Some introductory notes on healthcare, Pt. 1

As the President cranks up the heat on the issue of healthcare, we’re going to be hearing/reading/seeing more and more discussion on the current and potential options for Americans to receive healthcare coverage.

Over the next few days, we’ll post a few basic things to keep in mind whilst the gears of our discourse pulverize the topic.

“Healthcare” is a big term like “climate change”, it means a bunch of different things all at once.

And what it means changes with whoever is talking. Primarily, though, “healthcare” is different than “health insurance”; the former is a huge systematic term, the latter is how health care providers get paid. Changes to all of “healthcare” means changes to private health insurance plans (like Blue Cross and HealthPartners), AND changes to subsidized public health insurance plans (like Medicaid and Medicare), AND changes to the health of our overall population, and even changes to the very way our doctor-patient systems work.  Health Insurance is a subset of healtcare that gets payments to providers through a lot of paperwork.

“Single payer healthcare” and a “public plan option” can also mean a lot of different things.

A lot of folks, including the very excellent Robert Reich, would like the U.S. to get to a point where we have a single health insurance plan that covers payments to healthcare providers. There’s a lot of mixed feelings on single payer (because, again, it means different things), but for the time being, having any form of single payer system isn’t realistic because there isn’t enough political will to make that happen.

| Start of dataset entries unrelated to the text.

//! Shared view of a live session.
//!
//! A [`SessionHandle`] is what the registry stores and what the router
//! and admin endpoints see. The connection task owns the socket; everyone
//! else talks to it through the handle's outbound queue.

use std::fmt;
use std::net::SocketAddr;
use std::sync::OnceLock;
use std::sync::atomic::{AtomicBool, Ordering};

use chrono::{DateTime, Utc};
use parking_lot::RwLock;
use serde::Serialize;
use tokio::sync::mpsc;
use utoipa::ToSchema;

use crate::domain::{Channel, SessionId};

/// Instructions queued for a connection task.
#[derive(Debug, Clone, PartialEq, Eq)]
pub enum Outbound {
    /// Write a text frame.
    Frame(String),
    /// Send a liveness probe (WebSocket ping).
    Probe,
    /// Send a close frame and end the connection.
    Close,
    /// End the connection without a close handshake.
    Terminate,
}

/// Serializable snapshot of a session for the admin API.
#[derive(Debug, Clone, PartialEq, Eq, Serialize, ToSchema)]
pub struct SessionStatus {
    /// Session identifier.
    #[schema(value_type = String, format = Uuid)]
    pub id: SessionId,
    /// Device callsign, once the handshake has named it.
    pub callsign: Option<String>,
    /// When the connection was accepted.
    pub since: DateTime<Utc>,
    /// Peer address as seen by the server.
    #[schema(value_type = Option<String>)]
    pub remote_addr: Option<SocketAddr>,
}

/// A registered session.
pub struct SessionHandle {
    id: SessionId,
    since: DateTime<Utc>,
    remote_addr: Option<SocketAddr>,
    callsign: OnceLock<String>,
    channels: RwLock<Vec<Channel>>,
    alive: AtomicBool,
    outbound: mpsc::UnboundedSender<Outbound>,
}

impl SessionHandle {
    /// Creates a handle with a fresh id, writing to `outbound`.
    #[must_use]
    pub fn new(remote_addr: Option<SocketAddr>, outbound: mpsc::UnboundedSender<Outbound>) -> Self {
        Self::with_id(SessionId::new(), remote_addr, outbound)
    }

    /// Creates a handle with a caller-chosen id.
    #[must_use]
    pub fn with_id(
        id: SessionId,
        remote_addr: Option<SocketAddr>,
        outbound: mpsc::UnboundedSender<Outbound>,
    ) -> Self {
        Self {
            id,
            since: Utc::now(),
            remote_addr,
            callsign: OnceLock::new(),
            channels: RwLock::new(Vec::new()),
            alive: AtomicBool::new(true),
            outbound,
        }
    }

    /// Session identifier.
    #[must_use]
    pub fn id(&self) -> SessionId {
        self.id
    }

    /// When the connection was accepted.
    #[must_use]
    pub fn since(&self) -> DateTime<Utc> {
        self.since
    }

    /// Peer address.
    #[must_use]
    pub fn remote_addr(&self) -> Option<SocketAddr> {
        self.remote_addr
    }

    /// Callsign named by the handshake, if any.
    #[must_use]
    pub fn callsign(&self) -> Option<&str> {
        self.callsign.get().map(String::as_str)
    }

    /// Binds the session to `callsign`.
    ///
    /// Succeeds if the session is unnamed or already bound to the same
    /// callsign. Returns `false` if it is bound to a different one.
    pub fn bind_callsign(&self, callsign: &str) -> bool {
        self.callsign.get_or_init(|| callsign.to_string()) == callsign
    }

    /// Returns `true` if the handshake named this session `callsign`.
    #[must_use]
    pub fn is_callsign(&self, callsign: &str) -> bool {
        self.callsign() == Some(callsign)
    }

    /// Replaces the resolved channel list.
    pub fn set_channels(&self, channels: Vec<Channel>) {
        *self.channels.write() = channels;
    }

    /// Copy of the resolved channel list.
    #[must_use]
    pub fn channels(&self) -> Vec<Channel> {
        self.channels.read().clone()
    }

    /// Commands of every channel bound to `mailbox`, in channel order.
    #[must_use]
    pub fn commands_for(&self, mailbox: &str) -> Vec<String> {
        self.channels
            .read()
            .iter()
            .filter(|c| c.watches(mailbox))
            .flat_map(|c| c.commands.iter().cloned())
            .collect()
    }

    /// Queues a text frame. Returns `false` if the connection is gone.
    pub fn send(&self, frame: impl fmt::Display) -> bool {
        self.push(Outbound::Frame(frame.to_string()))
    }

    /// Queues a liveness probe.
    pub fn probe(&self) -> bool {
        self.push(Outbound::Probe)
    }

    /// Asks the connection to close after flushing queued frames.
    pub fn close(&self) -> bool {
        self.push(Outbound::Close)
    }

    /// Asks the connection to drop immediately.
    pub fn terminate(&self) -> bool {
        self.push(Outbound::Terminate)
    }

    /// Records a probe response.
    pub fn mark_alive(&self) {
        self.alive.store(true, Ordering::Relaxed);
    }

    /// Returns whether the peer answered since the last check and marks
    /// the session pending again.
    pub fn check_alive(&self) -> bool {
        self.alive.swap(false, Ordering::Relaxed)
    }

    /// Admin snapshot.
    #[must_use]
    pub fn status(&self) -> SessionStatus {
        SessionStatus {
            id: self.id,
            callsign: self.callsign().map(str::to_string),
            since: self.since,
            remote_addr: self.remote_addr,
        }
    }

    fn push(&self, item: Outbound) -> bool {
        self.outbound.send(item).is_ok()
    }
}

impl fmt::Debug for SessionHandle {
    fn fmt(&self, f: &mut fmt::Formatter<'_>) -> fmt::Result {
        f.debug_struct("SessionHandle")
            .field("id", &self.id)
            .field("callsign", &self.callsign())
            .field("remote_addr", &self.remote_addr)
            .field("alive", &self.alive.load(Ordering::Relaxed))
            .finish_non_exhaustive()
    }
}

#[cfg(test)]
mod tests {
    use super::*;
    use crate::domain::ChannelKind;

    fn make_handle() -> (SessionHandle, mpsc::UnboundedReceiver<Outbound>) {
        let (tx, rx) = mpsc::unbounded_channel();
        (SessionHandle::new(None, tx), rx)
    }

    #[test]
    fn callsign_binds_once() {
        let (handle, _rx) = make_handle();
        assert_eq!(handle.callsign(), None);
        assert!(handle.bind_callsign("W1AW"));
        assert!(handle.bind_callsign("W1AW"));
        assert!(!handle.bind_callsign("K1ABC"));
        assert_eq!(handle.callsign(), Some("W1AW"));
    }

    #[test]
    fn check_alive_resets_flag() {
        let (handle, _rx) = make_handle();
        assert!(handle.check_alive());
        assert!(!handle.check_alive());
        handle.mark_alive();
        assert!(handle.check_alive());
    }

    #[test]
    fn queued_items_arrive_in_order() {
        let (handle, mut rx) = make_handle();
        assert!(handle.send("LED 1 ON"));
        assert!(handle.probe());
        assert!(handle.close());
        assert_eq!(rx.try_recv().ok(), Some(Outbound::Frame("LED 1 ON".to_string())));
        assert_eq!(rx.try_recv().ok(), Some(Outbound::Probe));
        assert_eq!(rx.try_recv().ok(), Some(Outbound::Close));
    }

    #[test]
    fn send_fails_after_connection_drops() {
        let (handle, rx) = make_handle();
        drop(rx);
        assert!(!handle.send("LED 1 ON"));
    }

    #[test]
    fn commands_for_matches_mailbox() {
        let (handle, _rx) = make_handle();
        handle.set_channels(vec![
            Channel {
                id: "a".to_string(),
                name: "A".to_string(),
                kind: ChannelKind::Gmail,
                email: "m@example.com".to_string(),
                commands: vec!["LED 1 ON".to_string(), "BEEP 1 1 440 100".to_string()],
            },
            Channel {
                id: "b".to_string(),
                name: "B".to_string(),
                kind: ChannelKind::Gmail,
                email: "x@example.com".to_string(),
                commands: vec!["LED 2 ON".to_string()],
            },
        ]);
        assert_eq!(
            handle.commands_for("m@example.com"),
            vec!["LED 1 ON".to_string(), "BEEP 1 1 440 100".to_string()]
        );
        assert!(handle.commands_for("y@example.com").is_empty());
    }
}
//! Colors, pixel canvases and plain-text image output.
//!
//! # Overview
//!
//! [`Color`] is an RGB triple of unbounded floating-point channels. Intermediate results (like the
//! sum of several light contributions) are allowed to leave the displayable `0.0..=1.0` range;
//! values are only clamped when they are converted to 8-bit channels with [`Color::to_rgb8`].
//!
//! A [`Canvas`] is a fixed-size grid of [`Color`]s that starts out black. It can be serialized to
//! the plain-text PPM format ("P3") with [`Canvas::to_ppm`] or [`Canvas::write_ppm`]:
//!
//! ```
//! # use raytracer_image::*;
//! let mut canvas = Canvas::new(2, 1);
//! canvas.write_pixel(1, 0, Color::new(1.5, 0.5, -1.0));
//! assert_eq!(canvas.to_ppm(), "P3\n2 1\n255\n0 0 0 255 128 0\n");
//! ```

mod canvas;
mod color;
mod ppm;

pub use canvas::{Canvas, CanvasError};
pub use color::Color;
pub use ppm::{MAX_CHANNEL_VALUE, MAX_LINE_WIDTH};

That’s why President Obama is trying to usher through a public plan option.  To get a good grip on the environment that President Obama is dealin with, read this op-ed by former Bush advisor N. Gregory Mankiw—it’s a text book example of the politics surrounding our current flawed healthcare system.

Here’s a key graph:

A dominant government insurer, however, could potentially keep costs down by squeezing the suppliers of health care. This cost control works not by fostering honest competition but by tbihwarting it.

Actually, the U.S. is broken into different markets, and these markets are today squeezed by near-monopolies of health insurances.  President Obama’s plan, which is more like a solid first step than an extensive overhaul, is trying to create a basic option for health insurance that would try to open up these monopolies by providing an accessible, basic health insurance plan.

The details of the plan are still being hammered out in negotiations with and in Congress, and these changes should include considerations for existing local and national health insurance plans, which we’ll talk about tomorrow.